*** RECORDS ***

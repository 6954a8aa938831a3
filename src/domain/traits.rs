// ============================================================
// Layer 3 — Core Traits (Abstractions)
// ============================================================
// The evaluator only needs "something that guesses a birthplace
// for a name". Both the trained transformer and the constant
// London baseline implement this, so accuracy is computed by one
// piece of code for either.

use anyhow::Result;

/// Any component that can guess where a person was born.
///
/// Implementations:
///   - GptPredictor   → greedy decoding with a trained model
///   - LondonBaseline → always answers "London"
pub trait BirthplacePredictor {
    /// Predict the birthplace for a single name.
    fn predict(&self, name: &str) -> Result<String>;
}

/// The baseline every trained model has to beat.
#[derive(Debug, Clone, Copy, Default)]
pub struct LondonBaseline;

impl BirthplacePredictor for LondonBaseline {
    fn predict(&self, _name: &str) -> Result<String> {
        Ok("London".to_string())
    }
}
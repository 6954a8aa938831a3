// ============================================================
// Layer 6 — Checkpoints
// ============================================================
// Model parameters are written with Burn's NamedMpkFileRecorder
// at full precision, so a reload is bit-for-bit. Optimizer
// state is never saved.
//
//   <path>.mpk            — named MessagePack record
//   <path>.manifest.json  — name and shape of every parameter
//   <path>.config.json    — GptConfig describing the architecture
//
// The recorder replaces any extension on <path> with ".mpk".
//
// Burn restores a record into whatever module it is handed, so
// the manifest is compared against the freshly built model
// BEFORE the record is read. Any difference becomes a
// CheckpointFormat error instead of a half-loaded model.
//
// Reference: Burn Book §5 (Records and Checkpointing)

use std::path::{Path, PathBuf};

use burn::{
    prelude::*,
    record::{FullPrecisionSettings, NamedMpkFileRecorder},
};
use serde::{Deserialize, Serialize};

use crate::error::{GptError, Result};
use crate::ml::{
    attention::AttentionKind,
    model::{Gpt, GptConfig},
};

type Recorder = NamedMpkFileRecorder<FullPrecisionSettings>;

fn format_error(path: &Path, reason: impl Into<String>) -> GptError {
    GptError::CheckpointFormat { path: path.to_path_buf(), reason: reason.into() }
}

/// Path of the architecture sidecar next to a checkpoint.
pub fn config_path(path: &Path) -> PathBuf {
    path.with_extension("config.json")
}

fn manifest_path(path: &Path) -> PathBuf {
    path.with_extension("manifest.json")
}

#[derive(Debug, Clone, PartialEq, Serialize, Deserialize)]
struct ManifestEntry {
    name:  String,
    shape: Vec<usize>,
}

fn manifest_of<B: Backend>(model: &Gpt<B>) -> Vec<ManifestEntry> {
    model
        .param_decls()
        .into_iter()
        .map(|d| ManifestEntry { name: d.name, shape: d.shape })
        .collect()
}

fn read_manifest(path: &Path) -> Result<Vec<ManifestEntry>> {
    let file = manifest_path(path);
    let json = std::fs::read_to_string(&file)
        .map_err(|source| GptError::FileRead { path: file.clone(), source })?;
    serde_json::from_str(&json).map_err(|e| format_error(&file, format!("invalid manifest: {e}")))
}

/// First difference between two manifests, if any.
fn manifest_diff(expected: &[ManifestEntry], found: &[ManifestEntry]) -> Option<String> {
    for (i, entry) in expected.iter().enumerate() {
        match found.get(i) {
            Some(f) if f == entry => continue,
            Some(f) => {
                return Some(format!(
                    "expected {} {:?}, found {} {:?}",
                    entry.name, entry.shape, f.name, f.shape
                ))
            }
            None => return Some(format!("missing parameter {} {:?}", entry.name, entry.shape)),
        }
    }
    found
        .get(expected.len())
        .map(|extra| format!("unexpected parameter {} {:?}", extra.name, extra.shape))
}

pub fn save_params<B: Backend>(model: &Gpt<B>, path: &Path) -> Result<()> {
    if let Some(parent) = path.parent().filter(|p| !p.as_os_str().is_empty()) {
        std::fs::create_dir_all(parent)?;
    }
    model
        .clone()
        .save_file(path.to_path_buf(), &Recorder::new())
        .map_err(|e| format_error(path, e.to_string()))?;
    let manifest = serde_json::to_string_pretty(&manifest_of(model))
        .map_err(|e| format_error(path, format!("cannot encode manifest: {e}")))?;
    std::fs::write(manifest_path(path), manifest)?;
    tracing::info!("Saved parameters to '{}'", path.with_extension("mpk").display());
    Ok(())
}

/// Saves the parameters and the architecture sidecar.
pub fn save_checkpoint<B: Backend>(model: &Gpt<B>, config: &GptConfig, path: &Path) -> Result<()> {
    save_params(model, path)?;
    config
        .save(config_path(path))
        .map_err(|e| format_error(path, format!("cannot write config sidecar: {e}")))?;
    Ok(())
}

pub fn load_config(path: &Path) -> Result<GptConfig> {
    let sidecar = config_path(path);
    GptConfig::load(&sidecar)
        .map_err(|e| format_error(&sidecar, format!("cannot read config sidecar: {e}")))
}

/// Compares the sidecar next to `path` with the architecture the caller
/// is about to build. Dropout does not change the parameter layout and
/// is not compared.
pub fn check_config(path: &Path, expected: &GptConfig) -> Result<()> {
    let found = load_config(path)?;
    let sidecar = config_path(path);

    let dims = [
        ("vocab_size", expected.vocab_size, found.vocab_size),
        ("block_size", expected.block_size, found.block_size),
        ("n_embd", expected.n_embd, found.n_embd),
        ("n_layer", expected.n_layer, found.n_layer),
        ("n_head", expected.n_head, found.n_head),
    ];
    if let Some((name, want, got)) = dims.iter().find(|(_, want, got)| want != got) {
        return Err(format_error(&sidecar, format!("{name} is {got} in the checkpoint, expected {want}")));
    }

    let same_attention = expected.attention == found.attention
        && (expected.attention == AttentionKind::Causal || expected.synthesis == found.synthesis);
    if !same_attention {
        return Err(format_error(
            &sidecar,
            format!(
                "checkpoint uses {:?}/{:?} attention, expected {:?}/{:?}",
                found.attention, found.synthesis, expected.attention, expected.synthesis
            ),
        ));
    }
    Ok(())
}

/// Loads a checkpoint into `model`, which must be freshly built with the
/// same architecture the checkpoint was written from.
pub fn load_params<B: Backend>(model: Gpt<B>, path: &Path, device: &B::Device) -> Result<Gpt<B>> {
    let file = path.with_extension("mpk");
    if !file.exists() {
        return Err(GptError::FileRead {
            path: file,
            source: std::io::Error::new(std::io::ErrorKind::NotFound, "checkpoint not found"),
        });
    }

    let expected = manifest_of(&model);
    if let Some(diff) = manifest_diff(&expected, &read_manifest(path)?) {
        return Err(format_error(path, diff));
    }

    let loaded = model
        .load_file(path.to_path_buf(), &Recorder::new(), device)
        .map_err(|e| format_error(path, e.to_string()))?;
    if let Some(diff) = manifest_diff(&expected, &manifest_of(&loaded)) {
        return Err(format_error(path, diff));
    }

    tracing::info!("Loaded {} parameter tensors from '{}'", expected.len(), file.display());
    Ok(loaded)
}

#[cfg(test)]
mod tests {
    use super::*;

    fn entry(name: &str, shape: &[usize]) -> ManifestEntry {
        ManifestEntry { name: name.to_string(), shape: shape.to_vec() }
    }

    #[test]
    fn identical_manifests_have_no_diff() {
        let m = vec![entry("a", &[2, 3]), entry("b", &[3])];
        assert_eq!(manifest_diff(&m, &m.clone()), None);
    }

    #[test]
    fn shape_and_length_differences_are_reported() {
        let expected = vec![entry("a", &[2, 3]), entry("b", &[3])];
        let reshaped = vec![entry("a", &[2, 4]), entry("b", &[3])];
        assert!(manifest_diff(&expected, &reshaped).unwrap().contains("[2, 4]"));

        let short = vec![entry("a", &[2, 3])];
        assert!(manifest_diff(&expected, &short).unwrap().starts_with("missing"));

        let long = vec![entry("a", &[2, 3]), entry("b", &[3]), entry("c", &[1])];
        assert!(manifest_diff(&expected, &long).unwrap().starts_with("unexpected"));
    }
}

*** End of RECORDS ***
*** RECORDS ***

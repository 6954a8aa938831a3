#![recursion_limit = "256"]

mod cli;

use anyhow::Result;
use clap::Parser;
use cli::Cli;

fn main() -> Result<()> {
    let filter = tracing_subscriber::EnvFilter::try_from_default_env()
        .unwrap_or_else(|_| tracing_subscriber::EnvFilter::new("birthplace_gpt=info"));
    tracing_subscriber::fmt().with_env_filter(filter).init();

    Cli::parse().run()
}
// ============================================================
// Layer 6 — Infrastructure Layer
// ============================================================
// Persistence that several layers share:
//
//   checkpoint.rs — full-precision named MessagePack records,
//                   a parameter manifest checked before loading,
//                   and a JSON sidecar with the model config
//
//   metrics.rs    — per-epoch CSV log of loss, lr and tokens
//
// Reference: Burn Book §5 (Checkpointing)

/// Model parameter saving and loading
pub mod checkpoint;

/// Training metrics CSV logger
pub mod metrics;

*** End of RECORDS ***
*** RECORDS ***

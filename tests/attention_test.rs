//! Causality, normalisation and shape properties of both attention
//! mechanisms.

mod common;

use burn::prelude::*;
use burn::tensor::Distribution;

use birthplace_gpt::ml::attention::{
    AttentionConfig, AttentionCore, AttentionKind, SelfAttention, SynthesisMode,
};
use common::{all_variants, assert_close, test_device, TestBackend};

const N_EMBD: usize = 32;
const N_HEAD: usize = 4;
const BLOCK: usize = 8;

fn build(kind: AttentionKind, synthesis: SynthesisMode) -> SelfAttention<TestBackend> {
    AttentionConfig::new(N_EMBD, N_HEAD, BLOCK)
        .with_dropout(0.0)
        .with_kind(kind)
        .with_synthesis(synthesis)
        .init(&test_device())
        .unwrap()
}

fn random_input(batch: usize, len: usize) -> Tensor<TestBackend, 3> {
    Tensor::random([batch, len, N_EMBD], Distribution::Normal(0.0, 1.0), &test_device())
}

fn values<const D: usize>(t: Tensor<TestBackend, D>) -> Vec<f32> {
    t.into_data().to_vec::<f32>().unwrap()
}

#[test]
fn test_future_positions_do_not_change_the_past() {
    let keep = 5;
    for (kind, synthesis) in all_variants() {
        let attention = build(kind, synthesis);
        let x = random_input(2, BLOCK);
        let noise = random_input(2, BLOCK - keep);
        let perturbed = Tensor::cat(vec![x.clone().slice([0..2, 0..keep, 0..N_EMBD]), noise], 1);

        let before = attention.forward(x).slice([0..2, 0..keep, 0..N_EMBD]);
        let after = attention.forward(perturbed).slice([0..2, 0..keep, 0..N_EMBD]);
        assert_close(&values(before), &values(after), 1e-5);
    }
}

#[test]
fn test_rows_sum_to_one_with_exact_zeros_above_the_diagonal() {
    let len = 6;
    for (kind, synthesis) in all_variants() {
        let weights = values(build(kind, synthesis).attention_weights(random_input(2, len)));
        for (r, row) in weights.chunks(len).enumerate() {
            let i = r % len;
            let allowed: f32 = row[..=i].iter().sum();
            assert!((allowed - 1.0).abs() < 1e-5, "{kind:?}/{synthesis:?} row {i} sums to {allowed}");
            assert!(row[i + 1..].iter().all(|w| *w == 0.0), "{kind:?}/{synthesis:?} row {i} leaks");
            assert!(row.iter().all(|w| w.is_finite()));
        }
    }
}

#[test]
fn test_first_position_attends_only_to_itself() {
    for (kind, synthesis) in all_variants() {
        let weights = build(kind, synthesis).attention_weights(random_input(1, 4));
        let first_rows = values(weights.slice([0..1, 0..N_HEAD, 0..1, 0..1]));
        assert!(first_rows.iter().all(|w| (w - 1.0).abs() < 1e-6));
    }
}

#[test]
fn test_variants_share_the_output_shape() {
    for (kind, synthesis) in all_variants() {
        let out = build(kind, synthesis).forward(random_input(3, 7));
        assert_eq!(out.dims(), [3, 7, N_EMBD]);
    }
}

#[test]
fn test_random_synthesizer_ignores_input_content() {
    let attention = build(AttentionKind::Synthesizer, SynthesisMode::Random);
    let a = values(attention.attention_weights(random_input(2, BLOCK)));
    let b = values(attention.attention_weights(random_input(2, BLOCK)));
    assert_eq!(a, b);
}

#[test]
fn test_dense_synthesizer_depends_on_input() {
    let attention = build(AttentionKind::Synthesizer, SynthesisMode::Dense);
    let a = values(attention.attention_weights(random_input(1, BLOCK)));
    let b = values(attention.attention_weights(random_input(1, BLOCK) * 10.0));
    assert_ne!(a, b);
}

*** End of RECORDS ***

From the records above, extract exactly and only the lines that begin at the line with "let found = load_config(path)?;" and stop after the line with "if let Some((name, want, got))".

● **ANSWER AREA**:
    let found = load_config(path)?;
    let sidecar = config_path(path);

    let dims = [
        ("vocab_size", expected.vocab_size, found.vocab_size),
        ("block_size", expected.block_size, found.block_size),
        ("n_embd", expected.n_embd, found.n_embd),
        ("n_layer", expected.n_layer, found.n_layer),
        ("n_head", expected.n_head, found.n_head),
    ];
    if let Some((name, want, got)) = dims.iter().find(|(_, want, got)| want != got) {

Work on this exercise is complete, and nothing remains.